On Facebook, the writer Sonia Jaffe Robbins posted this quote from a New York Times article about the new mayor of New York, Zohran Mamdani.
With any new administration comes a roster of ascendant power players unaccustomed to high influence. Mr. Mamdani’s New York has elevated beanie-wearing socialists, aspiring rent-freezers, backbench lefty legislators who knew Mr. Mamdani, until quite recently, as a backbench lefty legislator.
Sonia wondered: “What exactly is a ‘beanie-wearing socialist’? What socialists wear beanies? What kind of beanie?” (A commenter had another question: “What is a backbench?”)
Someone replied, “Knit caps, I think,” and I responded to her: “Right, something like 10-15 years ago they started to be called beanies, who knows why.”
Not only was my timing off by a good decade, but, to my chagrin, I missed the British/Australian connection.
My first stop in looking into the usage was the OED, but my second, Green’s Dictionary of Slang, did a more comprehensive job with “beanie.” Its definition is: “(orig. US) orig. a small, tight-fitting cap, similar to a large skull-cap; thus propeller-beanie, such a cap with a small propeller affixed to its top; also used for any shape of hat.” The first quote is from the cartoonist and slang pioneer T.A. Dorgan (TAD) in 1904, the second is form the Mutt and Jeff comic strip six years later (“I’ll go right over and get a felt beanie”), and the third, from an Arizona newspaper in 1921, is, “I’ll go right over and get a felt beanie.”
Subsequently, a strong connection developed between beanies and U.S. colleges. Wikpedia reports that beanies “were worn by college freshmen and various fraternity initiates as a form of mild hazing. For example, Lehigh University required freshmen to wear beanies, or “dinks”, and other colleges including Franklin & Marshall, Gettysburg, Rutgers, Westminster College, and others may have had similar practices….At Cornell University, freshman beanies (known as “dinks”) were worn into the early 1960s.”

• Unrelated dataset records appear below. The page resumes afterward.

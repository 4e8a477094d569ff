//! Landing page configuration.

use std::time::Duration;

use serde::{Deserialize, Serialize};

use crate::{
    engine::{AUTO_START_DELAY, AnimationOptions, LOOP_HOLD},
    error::{CoreError, Result},
    session::SEARCH_STUB_DELAY,
    speed::TickInterval,
};

/// Main configuration structure for the landing page.
#[derive(Debug, Clone, Default, PartialEq, Serialize, Deserialize)]
pub struct LandingConfig {
    /// Page chrome.
    #[serde(default)]
    pub page: PageConfig,

    /// Typing animation settings.
    #[serde(default)]
    pub animation: AnimationConfig,

    /// Search box settings.
    #[serde(default)]
    pub search: SearchConfig,
}

/// Page-level settings.
#[derive(Debug, Clone, PartialEq, Serialize, Deserialize)]
pub struct PageConfig {
    /// Document title.
    #[serde(default = "default_title")]
    pub title: String,

    /// Logo image source.
    #[serde(default = "default_logo_src")]
    pub logo_src: String,

    /// Logo alt text.
    #[serde(default = "default_logo_alt")]
    pub logo_alt: String,

    /// Whether to render the animation control panel.
    #[serde(default = "default_true")]
    pub show_controls: bool,
}

/// Typing animation settings.
#[derive(Debug, Clone, PartialEq, Serialize, Deserialize)]
pub struct AnimationConfig {
    /// Text typed into the search box.
    #[serde(default = "default_target_text")]
    pub target_text: String,

    /// Tick interval in milliseconds.
    #[serde(default = "default_speed_ms")]
    pub speed_ms: u32,

    /// Start without user interaction.
    #[serde(default = "default_true")]
    pub auto_start: bool,

    /// Delay before the automatic start.
    #[serde(default = "default_auto_start_delay_ms")]
    pub auto_start_delay_ms: u64,

    /// Start over after the full text was shown.
    #[serde(default = "default_true", rename = "loop")]
    pub loop_enabled: bool,

    /// How long the full text stays before starting over.
    #[serde(default = "default_loop_hold_ms")]
    pub loop_hold_ms: u64,

    /// Arm auto-start again when the target text changes.
    #[serde(default)]
    pub rearm_auto_start_on_text_change: bool,
}

/// Search box settings.
#[derive(Debug, Clone, PartialEq, Serialize, Deserialize)]
pub struct SearchConfig {
    /// Duration of the stubbed search request.
    #[serde(default = "default_stub_delay_ms")]
    pub stub_delay_ms: u64,

    /// Label of the search button.
    #[serde(default = "default_button_label")]
    pub button_label: String,

    /// Label of the search button while a search runs.
    #[serde(default = "default_busy_label")]
    pub busy_label: String,
}

// Default value functions
fn default_title() -> String {
    "BearEcho".to_string()
}

fn default_logo_src() -> String {
    "/logo.png".to_string()
}

fn default_logo_alt() -> String {
    "Logo".to_string()
}

fn default_true() -> bool {
    true
}

fn default_target_text() -> String {
    "bearecho.com".to_string()
}

fn default_speed_ms() -> u32 {
    100
}

fn default_auto_start_delay_ms() -> u64 {
    AUTO_START_DELAY.as_millis() as u64
}

fn default_loop_hold_ms() -> u64 {
    LOOP_HOLD.as_millis() as u64
}

fn default_stub_delay_ms() -> u64 {
    SEARCH_STUB_DELAY.as_millis() as u64
}

fn default_button_label() -> String {
    "Search".to_string()
}

fn default_busy_label() -> String {
    "Searching...".to_string()
}

impl Default for PageConfig {
    fn default() -> Self {
        Self {
            title: default_title(),
            logo_src: default_logo_src(),
            logo_alt: default_logo_alt(),
            show_controls: true,
        }
    }
}

impl Default for AnimationConfig {
    fn default() -> Self {
        Self {
            target_text: default_target_text(),
            speed_ms: default_speed_ms(),
            auto_start: true,
            auto_start_delay_ms: default_auto_start_delay_ms(),
            loop_enabled: true,
            loop_hold_ms: default_loop_hold_ms(),
            rearm_auto_start_on_text_change: false,
        }
    }
}

impl Default for SearchConfig {
    fn default() -> Self {
        Self {
            stub_delay_ms: default_stub_delay_ms(),
            button_label: default_button_label(),
            busy_label: default_busy_label(),
        }
    }
}

impl AnimationConfig {
    /// Tick interval, rejecting zero.
    pub fn speed(&self) -> Result<TickInterval> {
        TickInterval::from_millis(self.speed_ms)
    }

    /// Engine options for this configuration.
    pub fn options(&self) -> Result<AnimationOptions> {
        Ok(AnimationOptions {
            speed: self.speed()?,
            auto_start: self.auto_start,
            auto_start_delay: Duration::from_millis(self.auto_start_delay_ms),
            loop_enabled: self.loop_enabled,
            loop_hold: Duration::from_millis(self.loop_hold_ms),
            rearm_auto_start_on_text_change: self.rearm_auto_start_on_text_change,
        })
    }
}

impl SearchConfig {
    pub fn stub_delay(&self) -> Duration {
        Duration::from_millis(self.stub_delay_ms)
    }
}

impl LandingConfig {
    /// Parse and validate a TOML document.
    pub fn from_toml_str(content: &str) -> Result<Self> {
        let config: LandingConfig = toml::from_str(content)
            .map_err(|e| CoreError::config_with_source("Failed to parse landing config", e))?;

        config.validate()?;
        Ok(config)
    }

    /// Validate the configuration.
    fn validate(&self) -> Result<()> {
        if self.page.title.trim().is_empty() {
            return Err(CoreError::config("page.title cannot be empty"));
        }

        if self.animation.speed_ms == 0 {
            return Err(CoreError::config("animation.speed_ms must be greater than zero"));
        }

        if self.animation.target_text.trim().is_empty() {
            tracing::warn!("animation.target_text is blank, the typing animation will never run");
        }

        Ok(())
    }
}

Meanwhile, the propeller thing happened. I direct anyone interested to the comprehensive history Ian Ellis published in the Today in Science website, but for now, here’s Ellis on the origin:
“It is generally accepted to have been first improvised in Cadillac, Michigan, using a beanie (a visorless cap) in 1947, made by Ray Faraday Nelson. It quickly became an icon for science fiction fans to identify themselves, and a national fad.
“In a published interview1, Nelson described how ‘In the summer of 1947, I was holding a regional science fiction convention in my front room and it culminated with myself and some Michigan fans dressing up in some improvised costumes to take joke photographs, simulating the covers of science fiction magazines. The headgear which I designed for the space hero was the first propeller beanie. It was made out of pieces of plastic, bit of coat-hanger wire, some beads, a propeller from a model airplane, and staples to hold it together.'”
And for some unlikely reason, the propeller beanie became a fad, as witness these ads from Billboard magazine in 1948:

As for beanies as knit hats–also known as watch caps or toques–the terminology seems to have started in Australia, where they were worn by surf lifesavers. I’m guessing that’s the sort of beanie referred to in a 1986 Australian book quoted by Green’s: “He had on an old pair of overalls and a beanie.” But the connection is definite in this line from an Australian book published ten years later Peter Temple’s Bad Debts: “The beanie, for Christ’s sakes. It’s Collingwood beanie.” Collingwood is an Australian Rules Football club, and here are some of their beanies:

(I’ll add that I first became aware of this meaning for beanie when I was gifted one a few years ago by my study-abroad host at University College, Melbourne, Tim McBain.)
The sense had arrived in the U.K. by 2000, per this Green’s quote from The Independent on Sunday: “Roll the beanie over your head until it’s full stretch below your ears.”
U.S. adoption came no later than 2003, when this definition was posted on Urban Dictionary:

Since then, in addition to skaters, beanies have been associated with grunge rockers, slackers, hipsters, and now, apparently, socialists.